» **EXERCISE INSTRUCTIONS**: Return every line of the data that contains the string "format".

» **Data records**:
_ _ _

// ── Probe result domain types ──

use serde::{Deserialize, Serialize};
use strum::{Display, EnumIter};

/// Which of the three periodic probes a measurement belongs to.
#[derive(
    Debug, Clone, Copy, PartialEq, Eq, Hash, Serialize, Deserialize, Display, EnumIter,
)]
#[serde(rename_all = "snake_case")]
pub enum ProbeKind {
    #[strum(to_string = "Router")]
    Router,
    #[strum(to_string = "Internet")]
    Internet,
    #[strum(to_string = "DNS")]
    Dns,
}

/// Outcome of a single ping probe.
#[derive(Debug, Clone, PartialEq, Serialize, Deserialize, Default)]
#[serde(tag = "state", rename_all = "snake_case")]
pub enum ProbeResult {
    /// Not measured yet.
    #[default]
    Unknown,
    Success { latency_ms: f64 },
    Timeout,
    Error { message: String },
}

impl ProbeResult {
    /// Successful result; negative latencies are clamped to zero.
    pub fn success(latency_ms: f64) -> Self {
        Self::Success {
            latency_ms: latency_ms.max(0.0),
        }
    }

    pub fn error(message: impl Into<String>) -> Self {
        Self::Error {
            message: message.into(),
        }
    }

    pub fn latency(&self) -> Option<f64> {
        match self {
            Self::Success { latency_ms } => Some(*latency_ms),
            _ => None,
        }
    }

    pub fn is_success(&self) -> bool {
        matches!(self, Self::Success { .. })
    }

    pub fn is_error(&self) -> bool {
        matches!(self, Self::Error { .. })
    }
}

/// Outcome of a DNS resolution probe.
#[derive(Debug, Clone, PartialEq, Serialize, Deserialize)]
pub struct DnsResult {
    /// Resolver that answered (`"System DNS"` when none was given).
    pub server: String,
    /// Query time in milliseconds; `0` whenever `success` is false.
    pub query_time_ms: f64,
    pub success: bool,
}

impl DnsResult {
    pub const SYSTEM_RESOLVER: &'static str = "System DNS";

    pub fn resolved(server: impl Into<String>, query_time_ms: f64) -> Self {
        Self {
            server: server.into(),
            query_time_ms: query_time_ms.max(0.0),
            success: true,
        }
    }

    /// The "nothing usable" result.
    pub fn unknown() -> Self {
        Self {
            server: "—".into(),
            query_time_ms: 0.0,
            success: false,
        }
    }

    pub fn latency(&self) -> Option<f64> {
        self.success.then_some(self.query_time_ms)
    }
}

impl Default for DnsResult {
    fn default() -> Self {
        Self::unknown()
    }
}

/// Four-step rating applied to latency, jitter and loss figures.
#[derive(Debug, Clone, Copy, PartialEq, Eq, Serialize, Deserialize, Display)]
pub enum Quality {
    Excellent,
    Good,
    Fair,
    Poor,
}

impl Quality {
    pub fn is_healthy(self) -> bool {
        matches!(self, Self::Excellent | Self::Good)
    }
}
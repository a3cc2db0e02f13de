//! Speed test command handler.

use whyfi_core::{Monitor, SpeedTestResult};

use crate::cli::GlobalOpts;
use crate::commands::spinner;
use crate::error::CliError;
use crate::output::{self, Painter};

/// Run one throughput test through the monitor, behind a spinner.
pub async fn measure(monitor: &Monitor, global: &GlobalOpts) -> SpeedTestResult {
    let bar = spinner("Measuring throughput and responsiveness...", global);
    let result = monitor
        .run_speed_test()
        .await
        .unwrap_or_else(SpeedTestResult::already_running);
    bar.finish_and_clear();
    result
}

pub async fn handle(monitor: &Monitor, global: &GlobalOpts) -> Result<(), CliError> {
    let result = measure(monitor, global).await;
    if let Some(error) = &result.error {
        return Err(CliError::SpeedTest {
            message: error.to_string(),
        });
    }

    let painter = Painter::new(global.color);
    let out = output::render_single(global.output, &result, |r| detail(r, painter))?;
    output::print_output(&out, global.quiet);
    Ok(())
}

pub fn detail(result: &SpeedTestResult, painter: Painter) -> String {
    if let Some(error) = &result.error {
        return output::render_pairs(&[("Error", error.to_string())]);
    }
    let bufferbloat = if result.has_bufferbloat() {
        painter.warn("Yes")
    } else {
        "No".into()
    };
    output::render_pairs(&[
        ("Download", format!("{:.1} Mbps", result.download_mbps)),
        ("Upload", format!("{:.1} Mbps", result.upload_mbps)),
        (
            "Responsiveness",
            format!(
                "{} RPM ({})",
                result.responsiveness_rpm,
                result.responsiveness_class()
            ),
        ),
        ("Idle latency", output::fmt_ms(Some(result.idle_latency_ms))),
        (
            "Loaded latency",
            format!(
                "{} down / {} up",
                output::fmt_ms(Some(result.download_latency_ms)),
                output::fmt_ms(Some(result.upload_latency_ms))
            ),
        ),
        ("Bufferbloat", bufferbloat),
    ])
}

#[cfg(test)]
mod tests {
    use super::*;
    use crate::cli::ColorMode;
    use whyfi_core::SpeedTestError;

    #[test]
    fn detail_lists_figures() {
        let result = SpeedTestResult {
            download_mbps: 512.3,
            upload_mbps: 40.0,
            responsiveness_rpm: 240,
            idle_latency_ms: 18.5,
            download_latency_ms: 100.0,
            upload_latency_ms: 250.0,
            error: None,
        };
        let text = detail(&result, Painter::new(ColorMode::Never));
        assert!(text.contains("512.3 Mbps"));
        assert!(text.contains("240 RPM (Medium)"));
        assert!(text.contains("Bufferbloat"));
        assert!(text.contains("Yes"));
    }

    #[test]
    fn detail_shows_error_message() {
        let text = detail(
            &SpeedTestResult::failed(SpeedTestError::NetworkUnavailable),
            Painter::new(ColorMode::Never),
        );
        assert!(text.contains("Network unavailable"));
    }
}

_ _ _

» **ANSWER BELOW**:
        ("Download", format!("{:.1} Mbps", result.download_mbps)),
        ("Upload", format!("{:.1} Mbps", result.upload_mbps)),
            format!(
            format!(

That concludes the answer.